Single-mindedness, much like commitment, means being prepared to put the blinkers on, and to just keep on going, no matter what. And mental toughness? Mental toughness will make sure those exceptional individuals pick themselves back up after they have been knocked down, trodden on and left to flounder. Mental toughness is the coat that keeps them warm in the chill of the headwind, and nice and cool under the scorching lights of scrutiny.

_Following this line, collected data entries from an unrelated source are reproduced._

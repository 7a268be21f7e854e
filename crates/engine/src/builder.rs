//! Bulk trace construction.
//!
//! [`TraceBuilder`] is the write-once ingestion path: steps in dense id
//! order, then dependencies between registered steps, then [`build`] to
//! flush everything and reopen the database as a [`Trace`]. The builder
//! writes through the same storage backend and coalescer as the reader, so
//! ingestion of arbitrarily large traces runs in bounded memory.
//!
//! [`build`]: TraceBuilder::build

use std::collections::{BTreeMap, HashMap};
use std::path::{Path, PathBuf};
use std::time::Instant;

use tracing::{debug, info, warn};

use tracegraph_core::types::{keys, Direction};
use tracegraph_core::value::{AttrValue, PropValue};
use tracegraph_core::{codec, Error, Result, StepId};
use tracegraph_storage::{EdgeType, GraphStorage, PagedGraph, TransactionCoalescer};

use crate::config::TraceConfig;
use crate::metadata::{TraceMetadata, PROPERTIES_FILE};
use crate::trace::{db_dir_for, Trace};

/// Everything known about one step at ingestion time.
#[derive(Debug, Clone, Default)]
pub struct StepData {
    /// Dense step id; must equal the number of steps added so far.
    pub id: StepId,
    /// Actor instance name.
    pub actor: String,
    /// Fired action name.
    pub action: String,
    /// Actor class name.
    pub actor_class: String,
    /// Tokens read per input port.
    pub read_tokens: BTreeMap<String, i64>,
    /// Tokens written per output port.
    pub write_tokens: BTreeMap<String, i64>,
    /// Variables read.
    pub read_variables: Vec<String>,
    /// Variables written.
    pub write_variables: Vec<String>,
    /// User attributes.
    pub attributes: HashMap<String, AttrValue>,
}

/// One end of a dependency at ingestion time.
#[derive(Debug, Clone)]
pub struct Endpoint {
    /// Step id of this end.
    pub id: StepId,
    /// Actor name, denormalized onto the edge.
    pub actor: String,
    /// Action name, denormalized onto the edge.
    pub action: String,
}

impl Endpoint {
    /// Convenience constructor.
    pub fn new(id: StepId, actor: &str, action: &str) -> Self {
        Self {
            id,
            actor: actor.to_string(),
            action: action.to_string(),
        }
    }
}

/// Kind-specific payload of a dependency being added.
enum Payload<'a> {
    Fsm,
    Guard {
        guard: &'a str,
        direction: Direction,
    },
    Port {
        port: &'a str,
        direction: Direction,
    },
    Variable {
        variable: &'a str,
        direction: Direction,
    },
    Tokens {
        source_port: &'a str,
        target_port: &'a str,
        count: i64,
    },
}

impl Payload<'_> {
    fn edge_type(&self) -> EdgeType {
        match self {
            Payload::Fsm => EdgeType::Fsm,
            Payload::Guard { .. } => EdgeType::Guard,
            Payload::Port { .. } => EdgeType::Port,
            Payload::Variable { .. } => EdgeType::Variable,
            Payload::Tokens { .. } => EdgeType::Tokens,
        }
    }
}

struct BuildState {
    storage: PagedGraph,
    meta: TraceMetadata,
    coalescer: TransactionCoalescer,
    config: TraceConfig,
}

/// Write-once constructor for a trace database.
pub struct TraceBuilder {
    trace_file: PathBuf,
    db_dir: PathBuf,
    state: Option<BuildState>,
    started: Option<Instant>,
}

impl TraceBuilder {
    /// A builder for the database of `trace_file`. Nothing touches the disk
    /// until [`configure`](TraceBuilder::configure) is called.
    pub fn new(trace_file: &Path) -> Self {
        Self {
            trace_file: trace_file.to_path_buf(),
            db_dir: db_dir_for(trace_file),
            state: None,
            started: None,
        }
    }

    /// The database directory this builder writes to.
    pub fn db_dir(&self) -> &Path {
        &self.db_dir
    }

    /// Create the backing database. Must be called exactly once, before any
    /// step or dependency is added.
    pub fn configure(&mut self, config: &TraceConfig) -> Result<()> {
        if self.state.is_some() {
            return Err(Error::InvalidState("builder is already configured".into()));
        }
        info!(db_dir = %self.db_dir.display(), "creating trace database");
        let storage = PagedGraph::create(&self.db_dir)?;
        self.state = Some(BuildState {
            storage,
            meta: TraceMetadata::new(),
            coalescer: TransactionCoalescer::new(config.max_uncommitted, config.log_every),
            config: config.clone(),
        });
        self.started = Some(Instant::now());
        Ok(())
    }

    fn state(&mut self) -> Result<&mut BuildState> {
        self.state
            .as_mut()
            .ok_or_else(|| Error::InvalidState("builder is not configured".into()))
    }

    /// Add the next step. Ids are dense: `step.id` must equal the number of
    /// steps already added.
    pub fn add_step(&mut self, step: StepData) -> Result<()> {
        let state = self.state()?;
        let expected = state.meta.step_count();
        if step.id != expected {
            return Err(Error::InvalidState(format!(
                "step id {} out of order, expected {expected}",
                step.id
            )));
        }

        let mut props = vec![
            (keys::STEP_ID.to_string(), PropValue::Int(step.id as i64)),
            (keys::STEP_ACTOR.to_string(), PropValue::Text(step.actor.clone())),
            (keys::STEP_ACTION.to_string(), PropValue::Text(step.action.clone())),
            (
                keys::STEP_ACTOR_CLASS.to_string(),
                PropValue::Text(step.actor_class),
            ),
        ];
        // empty collections stay unstored; readers treat absence as empty
        if !step.read_tokens.is_empty() {
            push_collection(
                &mut props,
                step.id,
                keys::STEP_READ_TOKENS,
                codec::encode(&AttrValue::StringIntMap(step.read_tokens)),
            );
        }
        if !step.write_tokens.is_empty() {
            push_collection(
                &mut props,
                step.id,
                keys::STEP_WRITE_TOKENS,
                codec::encode(&AttrValue::StringIntMap(step.write_tokens)),
            );
        }
        if !step.read_variables.is_empty() {
            push_collection(
                &mut props,
                step.id,
                keys::STEP_READ_VARIABLES,
                codec::encode(&AttrValue::StringList(step.read_variables)),
            );
        }
        if !step.write_variables.is_empty() {
            push_collection(
                &mut props,
                step.id,
                keys::STEP_WRITE_VARIABLES,
                codec::encode(&AttrValue::StringList(step.write_variables)),
            );
        }
        props.extend(filter_user_attributes(step.attributes));

        state.storage.create_node(step.id, props)?;
        state.meta.add_step(&step.actor, &step.action);
        state.coalescer.record(&mut state.storage)?;
        Ok(())
    }

    /// Add an FSM dependency.
    pub fn add_fsm_dependency(
        &mut self,
        source: Endpoint,
        target: Endpoint,
        attributes: HashMap<String, AttrValue>,
    ) -> Result<()> {
        self.add_dependency(source, target, Payload::Fsm, attributes)
    }

    /// Add a guard dependency.
    pub fn add_guard_dependency(
        &mut self,
        source: Endpoint,
        target: Endpoint,
        guard: &str,
        direction: Direction,
        attributes: HashMap<String, AttrValue>,
    ) -> Result<()> {
        self.add_dependency(source, target, Payload::Guard { guard, direction }, attributes)
    }

    /// Add a port dependency.
    pub fn add_port_dependency(
        &mut self,
        source: Endpoint,
        target: Endpoint,
        port: &str,
        direction: Direction,
        attributes: HashMap<String, AttrValue>,
    ) -> Result<()> {
        self.add_dependency(source, target, Payload::Port { port, direction }, attributes)
    }

    /// Add a variable dependency.
    pub fn add_variable_dependency(
        &mut self,
        source: Endpoint,
        target: Endpoint,
        variable: &str,
        direction: Direction,
        attributes: HashMap<String, AttrValue>,
    ) -> Result<()> {
        self.add_dependency(
            source,
            target,
            Payload::Variable { variable, direction },
            attributes,
        )
    }

    /// Add a tokens dependency.
    pub fn add_tokens_dependency(
        &mut self,
        source: Endpoint,
        target: Endpoint,
        source_port: &str,
        target_port: &str,
        count: i64,
        attributes: HashMap<String, AttrValue>,
    ) -> Result<()> {
        self.add_dependency(
            source,
            target,
            Payload::Tokens {
                source_port,
                target_port,
                count,
            },
            attributes,
        )
    }

    fn add_dependency(
        &mut self,
        source: Endpoint,
        target: Endpoint,
        payload: Payload<'_>,
        attributes: HashMap<String, AttrValue>,
    ) -> Result<()> {
        let state = self.state()?;
        let mut props = vec![
            (keys::DEP_SOURCE_ID.to_string(), PropValue::Int(source.id as i64)),
            (keys::DEP_TARGET_ID.to_string(), PropValue::Int(target.id as i64)),
            (keys::DEP_SOURCE_ACTOR.to_string(), PropValue::Text(source.actor)),
            (
                keys::DEP_SOURCE_ACTION.to_string(),
                PropValue::Text(source.action),
            ),
            (keys::DEP_TARGET_ACTOR.to_string(), PropValue::Text(target.actor)),
            (
                keys::DEP_TARGET_ACTION.to_string(),
                PropValue::Text(target.action),
            ),
        ];
        match &payload {
            Payload::Fsm => {}
            Payload::Guard { guard, direction } => {
                props.push((keys::DEP_GUARD.to_string(), PropValue::Text((*guard).into())));
                props.push((
                    keys::DEP_DIRECTION.to_string(),
                    PropValue::Text(direction.as_str().into()),
                ));
            }
            Payload::Port { port, direction } => {
                props.push((keys::DEP_PORT.to_string(), PropValue::Text((*port).into())));
                props.push((
                    keys::DEP_DIRECTION.to_string(),
                    PropValue::Text(direction.as_str().into()),
                ));
            }
            Payload::Variable {
                variable,
                direction,
            } => {
                props.push((
                    keys::DEP_VARIABLE.to_string(),
                    PropValue::Text((*variable).into()),
                ));
                props.push((
                    keys::DEP_DIRECTION.to_string(),
                    PropValue::Text(direction.as_str().into()),
                ));
            }
            Payload::Tokens {
                source_port,
                target_port,
                count,
            } => {
                props.push((
                    keys::DEP_SOURCE_PORT.to_string(),
                    PropValue::Text((*source_port).into()),
                ));
                props.push((
                    keys::DEP_TARGET_PORT.to_string(),
                    PropValue::Text((*target_port).into()),
                ));
                props.push((keys::DEP_TOKENS.to_string(), PropValue::Int(*count)));
            }
        }
        props.extend(filter_user_attributes(attributes));

        state
            .storage
            .create_edge(source.id, target.id, payload.edge_type(), props)?;
        state.meta.add_dependency();
        state.coalescer.record(&mut state.storage)?;
        Ok(())
    }

    /// Set trace-level attributes.
    pub fn add_attributes(&mut self, attributes: HashMap<String, AttrValue>) -> Result<()> {
        let state = self.state()?;
        for (name, value) in attributes {
            state.meta.set_attribute(&name, value);
        }
        Ok(())
    }

    /// Flush everything, shut the database down and reopen it as a
    /// [`Trace`].
    pub fn build(mut self) -> Result<Trace> {
        let mut state = self
            .state
            .take()
            .ok_or_else(|| Error::InvalidState("builder is not configured".into()))?;

        state.coalescer.flush(&mut state.storage)?;
        state.storage.shutdown()?;
        state.meta.store(&self.db_dir.join(PROPERTIES_FILE))?;

        if let Some(started) = self.started {
            info!(
                steps = state.meta.step_count(),
                dependencies = state.meta.dependency_count(),
                elapsed_ms = started.elapsed().as_millis() as u64,
                "trace database built"
            );
        }
        Trace::open(&self.trace_file, &state.config)
    }
}

/// Encode user attributes, dropping reserved names (logged) and entries that
/// fail to serialize (logged by the codec).
fn filter_user_attributes(attributes: HashMap<String, AttrValue>) -> Vec<(String, PropValue)> {
    let (user, reserved): (HashMap<_, _>, HashMap<_, _>) = attributes
        .into_iter()
        .partition(|(name, _)| !keys::is_reserved(name));
    for name in reserved.keys() {
        debug!(name, "reserved attribute name rejected");
    }
    codec::encode_attributes(&user)
}

/// Push an encoded structural collection. A collection the codec cannot
/// serialize degrades to an absent property (logged), never a failed step.
fn push_collection(
    props: &mut Vec<(String, PropValue)>,
    id: StepId,
    key: &str,
    encoded: Result<PropValue>,
) {
    match encoded {
        Ok(prop) => props.push((key.to_string(), prop)),
        Err(e) => warn!(step = id, key, error = %e, "collection cannot be serialized, skipped"),
    }
}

All these traits fit together like puzzle pieces to form the backdrop to another layer essential to top performance: solid mental skills! Being in control, confident in one’s own abilities and knowing precisely what to do and when to do it – extremely important in any type of sport. But even more so in equestrian sports. Horses are, after all, highly sensitive flight animals. That means that they’ll react first and ask questions, well, never… In essence, that also means that every time riders get on their horses, they need to be fully committed,aware and “in the moment”, they need to be in control of their bodies, their thoughts and their emotions, just to make sure that whatever they communicate is precisely what they had aimed to do in the first place.
And the good news is… the traits and skills described above can be achieved by anyone. All it requires is the right kind of mindset and the willingness to put just a little bit of effort into it. But that’s the beauty of dealing with equestrians – at least that is one trait that just about every single rider already has in bucket loads: a real sense of commitment – to their horses and to their sport!
So, really, what are you waiting for?!